Tag Archives: Chris Wilhelm

Random Bits, October 2017

By Adam Pagnucco.

Chris Wilhelm is Winning the Sign Wars

MCPS teacher and progressive at-large council candidate Chris Wilhelm has covered parts of Georgia Avenue and University Boulevard with his campaign signs.  (It helps to speak Spanish!)  Yes, we know signs don’t vote.  But it shows that Wilhelm is working and that’s good for perceptions of his campaign.

Who Has Momentum in Council District 1?

Council District 1, which covers Bethesda, Chevy Chase, Potomac, Poolesville and a large part of Kensington, has more regularly voting Democrats and more political contributors than any other council district by far.  It’s a prime seat.  Right now, there are nine candidates in the race and there might be more on the way.  Many good candidates in this district, like Bill Conway, Gabe Albornoz, Emily Shetty, Samir Paul and Sara Love, are instead running for council at-large or the General Assembly.  There are lots of openings to choose from these days!
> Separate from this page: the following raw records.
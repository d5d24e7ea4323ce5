// Copyright (c) Facebook, Inc. and its affiliates.
//
// This source code is licensed under both the MIT license found in the
// LICENSE-MIT file in the root directory of this source tree and the Apache
// License, Version 2.0 found in the LICENSE-APACHE file in the root directory
// of this source tree.


use rand::{CryptoRng, Error, RngCore};

/// A deterministic RNG for driving the protocol with scripted randomness.
/// Every instance seeded identically emits an identical byte stream, which
/// is what the test-vector runs rely on.
pub(crate) struct ScriptedRng {
    state: u64,
}

impl ScriptedRng {
    pub(crate) fn new(seed: u64) -> Self {
        Self {
            state: seed.wrapping_add(0x9e37_79b9_7f4a_7c15),
        }
    }
}

impl RngCore for ScriptedRng {
    fn next_u32(&mut self) -> u32 {
        self.next_u64() as u32
    }

    fn next_u64(&mut self) -> u64 {
        // splitmix64; quality is irrelevant here, determinism is the point.
        self.state = self.state.wrapping_add(0x9e37_79b9_7f4a_7c15);
        let mut z = self.state;
        z = (z ^ (z >> 30)).wrapping_mul(0xbf58_476d_1ce4_e5b9);
        z = (z ^ (z >> 27)).wrapping_mul(0x94d0_49bb_1331_11eb);
        z ^ (z >> 31)
    }

    fn fill_bytes(&mut self, dest: &mut [u8]) {
        for chunk in dest.chunks_mut(8) {
            let bytes = self.next_u64().to_le_bytes();
            chunk.copy_from_slice(&bytes[..chunk.len()]);
        }
    }

    fn try_fill_bytes(&mut self, dest: &mut [u8]) -> Result<(), Error> {
        self.fill_bytes(dest);
        Ok(())
    }
}

impl CryptoRng for ScriptedRng {}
So who has the momentum right now?  You could say Delegate Ana Sol Gutierrez, who is the only sitting elected official who is running.  Or Reggie Oldak, who has qualified for matching funds in public financing.  Former Planning Board Member Meredith Wellington should appeal to land use voters oriented towards Marc Elrich.  Former Kensington Mayor Pete Fosselman was just endorsed by former Governor Martin O’Malley.

But we’re going with Andrew Friedson, who just had his kickoff boasting endorsements from his former employer, Comptroller Peter Franchot, along with Senators Brian Feldman (D-15) and Craig Zucker (D-14) and former long-time DNC member Susan Turnbull.  Feldman is an old hand in the Potomac portion of the district and has not been seriously challenged in 15 years.  Turnbull doesn’t usually play in local races but she has a national network in both the Democratic Party and the Jewish community.  If she is all in for Friedson, that’s a big deal.  Friedson, who is killing the field in social media, is feeling pumped up right now with good reason.

Where’s Duchy?

It’s unusual to see a large field of MoCo candidates without Duchy Trachtenberg among them.  She has a long electoral history, losing a District 1 County Council race in 2002 by a hair, winning an at-large council seat in 2006, losing reelection in 2010, briefly running for Congressional District 6 in 2012 and getting annihilated in a challenge to District 1 council incumbent Roger Berliner in 2014.  Now she has a full table of races to pick from, including council at-large, council District 1 and the District 16 General Assembly seats.  Say what you will about Duchy – and we’ve said plenty – but she can raise money, she has a network and she has campaign experience.  Is she done or is she just waiting to file at the last minute, as she has done before?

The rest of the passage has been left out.